Robert Rumas, sculptor who makes objects, installations and interventions, and designs exhibitions, in 1991 graduated from the Faculty of Painting at the High School of Plastic Arts in Gdansk. He is interested in the problems of society as an object of manipulation in the context of notions referring to religion, nation and race. He performs interventions into the social tissue of cities (Urban Maneuvers) introducing into it his own signs in accordance with the real, social functioning of certain urban areas. It is supposed to provoke the inhabitants into taming the urban space by placing new types of road signs there. The artist designed a whole series of them, inter alia: Mind the Homeless, You Can Beg Here, No Gossiping and others. The action has the nature of urban guerilla – the signs are placed illegally, like a virus introduced into the strict system of road signs and according to the conviction that a city is a ‘living and feeling body’, as Rumus emphasizes. He was mounting the new signs in selected spots of Gdansk and Krakow himself. The artist is planning a continuation of his action in various cities. You can also find them in many spots of the Warsaw garden.

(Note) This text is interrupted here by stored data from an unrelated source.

//! Entity handles and the slot table
//!
//! An entity is an opaque `{index, version}` pair. The table owns one slot
//! per index holding the signed version counter and the entity's current
//! storage location (archetype + row). Destroyed indices are recycled; the
//! version's sign marks liveness and its magnitude grows on every destroy so
//! stale handles can never validate again.

use crate::archetype::ArchetypeId;

/// Handle identifying one record in the world
#[derive(Debug, Clone, Copy, PartialEq, Eq, Hash)]
pub struct Entity {
    index: u32,
    version: i32,
}

impl Entity {
    /// Get the slot index
    pub fn index(&self) -> u32 {
        self.index
    }

    /// Get the version counter (positive while the handle was live)
    pub fn version(&self) -> i32 {
        self.version
    }
}

/// One slot per entity index
#[derive(Debug)]
struct Slot {
    version: i32,
    archetype: ArchetypeId,
    row: usize,
}

/// Owns the handle-to-location mapping and the recycle pool
#[derive(Debug)]
pub(crate) struct EntityTable {
    slots: Vec<Slot>,
    recycled: Vec<u32>,
}

impl EntityTable {
    pub(crate) fn with_capacity(capacity: usize) -> Self {
        Self {
            slots: Vec::with_capacity(capacity),
            recycled: Vec::new(),
        }
    }

    /// Allocate a fresh handle, reusing a recycled index when available.
    ///
    /// The new handle starts located in the empty archetype; the caller is
    /// responsible for inserting the row and setting the location.
    pub(crate) fn create(&mut self) -> Entity {
        if let Some(index) = self.recycled.pop() {
            let slot = &mut self.slots[index as usize];
            slot.version = -slot.version;
            slot.archetype = ArchetypeId::EMPTY;
            slot.row = 0;
            Entity {
                index,
                version: slot.version,
            }
        } else {
            let index = self.slots.len() as u32;
            self.slots.push(Slot {
                version: 1,
                archetype: ArchetypeId::EMPTY,
                row: 0,
            });
            Entity { index, version: 1 }
        }
    }

    /// Flip the slot dead and return the index to the recycle pool.
    ///
    /// The magnitude keeps growing so the recycled slot hands out a higher
    /// version next time; at `i32::MAX` it wraps to -1 instead of
    /// overflowing. The caller must have removed the archetype row first.
    pub(crate) fn destroy(&mut self, entity: Entity) {
        let slot = &mut self.slots[entity.index as usize];
        slot.version = if slot.version == i32::MAX {
            -1
        } else {
            -(slot.version + 1)
        };
        self.recycled.push(entity.index);
    }

    /// A handle is valid iff its index is in range and the stored version is
    /// positive and equal to the handle's.
    pub(crate) fn is_valid(&self, entity: Entity) -> bool {
        self.slots
            .get(entity.index as usize)
            .is_some_and(|slot| slot.version > 0 && slot.version == entity.version)
    }

    /// Current storage location of a valid handle
    pub(crate) fn location(&self, entity: Entity) -> (ArchetypeId, usize) {
        let slot = &self.slots[entity.index as usize];
        (slot.archetype, slot.row)
    }

    pub(crate) fn set_location(&mut self, entity: Entity, archetype: ArchetypeId, row: usize) {
        let slot = &mut self.slots[entity.index as usize];
        slot.archetype = archetype;
        slot.row = row;
    }

    /// Fix up the row of an entity displaced by a swap-remove
    pub(crate) fn set_row(&mut self, entity: Entity, row: usize) {
        self.slots[entity.index as usize].row = row;
    }

    /// Number of live entities
    pub(crate) fn live_count(&self) -> usize {
        self.slots.len() - self.recycled.len()
    }
}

Anna Siekierska is a graduate of the Faculty of Sculpture at the Academy of Fine Arts in Warsaw. Her diploma project House for Hens was shown at the exhibitions of best diplomas of artistic academies in Warsaw 2013 and in Glasgow in 2014, as well as at the 6th Young Triennial at the Centre of Polish Sculpture in Orońsko. She creates wooden constructions on the basis of traditional carpenter’s methods. The crucial idea of her works is an ethical approach to animals and natural environment. In March 2016 she stayed at a month-long artistic residency at the Centre of Polish Sculpture, creating here two installations addressing the theme of hunting. At present she lives in a self-built house in the Sub-Carpathian region. The sculpture Buddapest – the figure of a lonely figure sitting in a Buddha –like pose makes a stunning impression. Its black coat filled with seeds has become a feeder for birds. The idea of giving, generosity and respect towards nature present in Buddhism has become a context for this sculpture.
[i] Michael Brenson, „Zwierzęce rytuały”, Konteksty 2006, no 3–4, pp. 177–179.
[ii] „Sztuka to konieczność”. Ewa Izabela Nowak interviews Prof. Magdalena Abakanowicz, in: Magdalena Abakanowicz, Orońsko 2013, p. 8, catalogue.